Ubuntu 26.04 LTS 'Resolute Raccoon' landed today with a clear message: we're the OS for AI workloads. The biggest news? NVIDIA CUDA and AMD ROCm are now in Ubuntu's official repositories.

Developers can install the compute frameworks behind most ML training and inference with a single command. No more wrestling with driver installations or toolkit compatibility. Andrej Zdravkovic, AMD's SVP and Chief Software Officer, says the integration covers everything from data center servers to Ryzen-based laptops.

Canonical is clearly positioning against Red Hat's OpenShift AI stack. Where Red Hat bets on enterprise management, Canonical pushes speed and tighter silicon integration.

The release runs on Linux 7.0 and adds support for Intel Core Ultra Series 3 processors and their integrated NPUs, relevant for edge AI and on-device inference. Confidential computing gets first-class support too, with Intel TDX and AMD SEV-SNP enabling encrypted workloads at the hardware level. Jules Drean, co-founder of Tinfoil, says his team can now deploy a single secure image for private AI workloads across Intel, AMD, and NVIDIA hardware without platform-specific changes.
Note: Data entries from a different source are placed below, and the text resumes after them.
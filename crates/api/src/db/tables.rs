//! Compile-time–checked column identifiers for all tables.

use sea_query::Iden;

#[derive(Iden)]
pub enum Instituicoes {
    Table,
    Id,
    Nome,
    Sigla,
    TipoAcademico,
    Email,
    Telefone,
    Endereco,
    Ativo,
    CreatedAt,
}

#[derive(Iden)]
pub enum Users {
    Table,
    Id,
    InstituicaoId,
    Email,
    Nome,
    Role,
    PasswordHash,
    NumeroIdentificacao,
    Telefone,
    Ativo,
    MustChangePassword,
    CreatedAt,
}

#[derive(Iden)]
pub enum RefreshTokens {
    Table,
    Id,
    UserId,
    TokenHash,
    ExpiresAt,
    CreatedAt,
}

#[derive(Iden)]
pub enum AnosLetivos {
    Table,
    Id,
    InstituicaoId,
    Ano,
    DataInicio,
    DataFim,
    Status,
    CreatedAt,
}

#[derive(Iden)]
pub enum Encerramentos {
    Table,
    Id,
    InstituicaoId,
    AnoLetivoId,
    Periodo,
    Status,
    EncerradoPor,
    EncerradoEm,
    JustificativaReabertura,
    ReabertoPor,
    ReabertoEm,
}

#[derive(Iden)]
pub enum Classes {
    Table,
    Id,
    InstituicaoId,
    Nome,
    Nivel,
    CreatedAt,
}

#[derive(Iden)]
pub enum Cursos {
    Table,
    Id,
    InstituicaoId,
    Nome,
    Codigo,
    DuracaoAnos,
    CreatedAt,
}

#[derive(Iden)]
pub enum Disciplinas {
    Table,
    Id,
    InstituicaoId,
    Nome,
    Codigo,
    CargaHoraria,
    ClasseId,
    CursoId,
    CreatedAt,
}

#[derive(Iden)]
pub enum Turmas {
    Table,
    Id,
    InstituicaoId,
    AnoLetivoId,
    Nome,
    ClasseId,
    CursoId,
    Turno,
    Capacidade,
    CreatedAt,
}

#[derive(Iden)]
pub enum MatriculasAnuais {
    Table,
    Id,
    InstituicaoId,
    AlunoId,
    AnoLetivoId,
    ClasseId,
    CursoId,
    Status,
    CreatedAt,
}

#[derive(Iden)]
pub enum Matriculas {
    Table,
    Id,
    InstituicaoId,
    AlunoId,
    TurmaId,
    MatriculaAnualId,
    Status,
    CreatedAt,
}

#[derive(Iden)]
pub enum PlanosEnsino {
    Table,
    Id,
    InstituicaoId,
    ProfessorId,
    DisciplinaId,
    TurmaId,
    AnoLetivoId,
    Ementa,
    Objetivos,
    Metodologia,
    CargaHorariaTotal,
    Status,
    Observacao,
    AprovadoPor,
    AprovadoEm,
    CreatedAt,
    UpdatedAt,
}

#[derive(Iden)]
pub enum PlanoAulas {
    Table,
    Id,
    InstituicaoId,
    PlanoId,
    Ordem,
    Titulo,
    Descricao,
    Periodo,
    QuantidadeAulas,
}

#[derive(Iden)]
pub enum Avaliacoes {
    Table,
    Id,
    InstituicaoId,
    PlanoId,
    Periodo,
    Tipo,
    Descricao,
    Peso,
    Data,
    CreatedAt,
}

#[derive(Iden)]
pub enum Notas {
    Table,
    Id,
    InstituicaoId,
    AvaliacaoId,
    AlunoId,
    Valor,
    Observacao,
    LancadoPor,
    UpdatedAt,
}

#[derive(Iden)]
pub enum Aulas {
    Table,
    Id,
    InstituicaoId,
    PlanoId,
    Data,
    Periodo,
    Conteudo,
    Quantidade,
    CreatedBy,
    CreatedAt,
}

#[derive(Iden)]
pub enum Presencas {
    Table,
    Id,
    InstituicaoId,
    AulaId,
    AlunoId,
    Status,
    Observacao,
}

#[derive(Iden)]
pub enum ConfiguracaoMultas {
    Table,
    InstituicaoId,
    PercentualMulta,
    PercentualJurosDia,
    DiasTolerancia,
    UpdatedAt,
}

#[derive(Iden)]
pub enum Mensalidades {
    Table,
    Id,
    InstituicaoId,
    AlunoId,
    Referencia,
    Valor,
    DataVencimento,
    Status,
    Multa,
    Juros,
    ValorPago,
    DataPagamento,
    MetodoPagamento,
    CreatedAt,
}

#[derive(Iden)]
pub enum Funcionarios {
    Table,
    Id,
    InstituicaoId,
    UserId,
    Nome,
    Cargo,
    Departamento,
    SalarioBase,
    DataAdmissao,
    Status,
    CreatedAt,
}

#[derive(Iden)]
pub enum HistoricoRh {
    Table,
    Id,
    InstituicaoId,
    FuncionarioId,
    TipoAlteracao,
    Descricao,
    ValorAnterior,
    ValorNovo,
    RegistradoPor,
    CreatedAt,
}

#[derive(Iden)]
pub enum FolhasPagamento {
    Table,
    Id,
    InstituicaoId,
    FuncionarioId,
    Referencia,
    SalarioBase,
    Subsidios,
    Descontos,
    DescontoFaltas,
    Inss,
    ValorLiquido,
    Status,
    PagoEm,
    CreatedAt,
}

#[derive(Iden)]
pub enum BibliotecaItens {
    Table,
    Id,
    InstituicaoId,
    Titulo,
    Autor,
    Isbn,
    Categoria,
    QuantidadeTotal,
    CreatedAt,
}

#[derive(Iden)]
pub enum Emprestimos {
    Table,
    Id,
    InstituicaoId,
    ItemId,
    UsuarioId,
    DataEmprestimo,
    DataPrevistaDevolucao,
    DataDevolucao,
    Status,
}

#[derive(Iden)]
pub enum Documentos {
    Table,
    Id,
    InstituicaoId,
    AlunoId,
    Tipo,
    Ano,
    Sequencia,
    Numero,
    EmitidoPor,
    CreatedAt,
}
// ---------------------------------------------------------------------------
// Tenancy and roles
// ---------------------------------------------------------------------------

#[tokio::test]
async fn tenants_are_isolated() {
    let ctx = TestContext::new();
    let (_, admin_a) = ctx.instituicao("ESA", "SECUNDARIO").await;
    let (_, admin_b) = ctx.instituicao("ESB", "SECUNDARIO").await;
    let (aluno_b, _) = ctx.user(&admin_b, "aluno@esb.test", "ALUNO").await;

    let resp = ctx.get(&format!("/users/{aluno_b}"), &admin_a).await;
    assert_eq!(resp.status, StatusCode::NOT_FOUND);

    let resp = ctx.get("/users", &admin_a).await;
    assert_eq!(resp.status, StatusCode::OK);
    assert!(
        items(&resp.body).iter().all(|u| u["id"] != aluno_b.as_str()),
        "admin A must not see users of B"
    );
}

#[tokio::test]
async fn super_admin_needs_tenant_header() {
    let ctx = TestContext::new();
    let (inst, _) = ctx.instituicao("ESA", "SECUNDARIO").await;
    let root = ctx.super_token().await;

    let resp = ctx.get("/anos-letivos", &root).await;
    assert_eq!(resp.status, StatusCode::BAD_REQUEST);

    let resp = ctx
        .send("GET", "/anos-letivos", Some(&root), Some(&inst), None)
        .await;
    assert_eq!(resp.status, StatusCode::OK, "{}", resp.body);
}

#[tokio::test]
async fn only_super_admin_creates_institutions() {
    let ctx = TestContext::new();
    let (_, admin) = ctx.instituicao("ESA", "SECUNDARIO").await;
    let resp = ctx
        .post(
            "/instituicoes",
            &admin,
            json!({
                "nome": "Outra",
                "sigla": "OUT",
                "tipo_academico": "SUPERIOR",
                "admin": { "email": "x@out.test", "nome": "X", "password": PASSWORD },
            }),
        )
        .await;
    assert_eq!(resp.status, StatusCode::FORBIDDEN);
}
Livepatch comes to Arm64 servers, meaning critical kernel updates without reboots. Canonical and Arm frame this as important for agentic AI and always-on workloads. They're also replacing C-based system utilities with Rust implementations to cut memory safety vulnerabilities and address the ongoing Linux kernel security surge. Dr. Rebecca Rumbul, Executive Director of the Rust Foundation, said the move raises the security baseline for millions of enterprise users worldwide.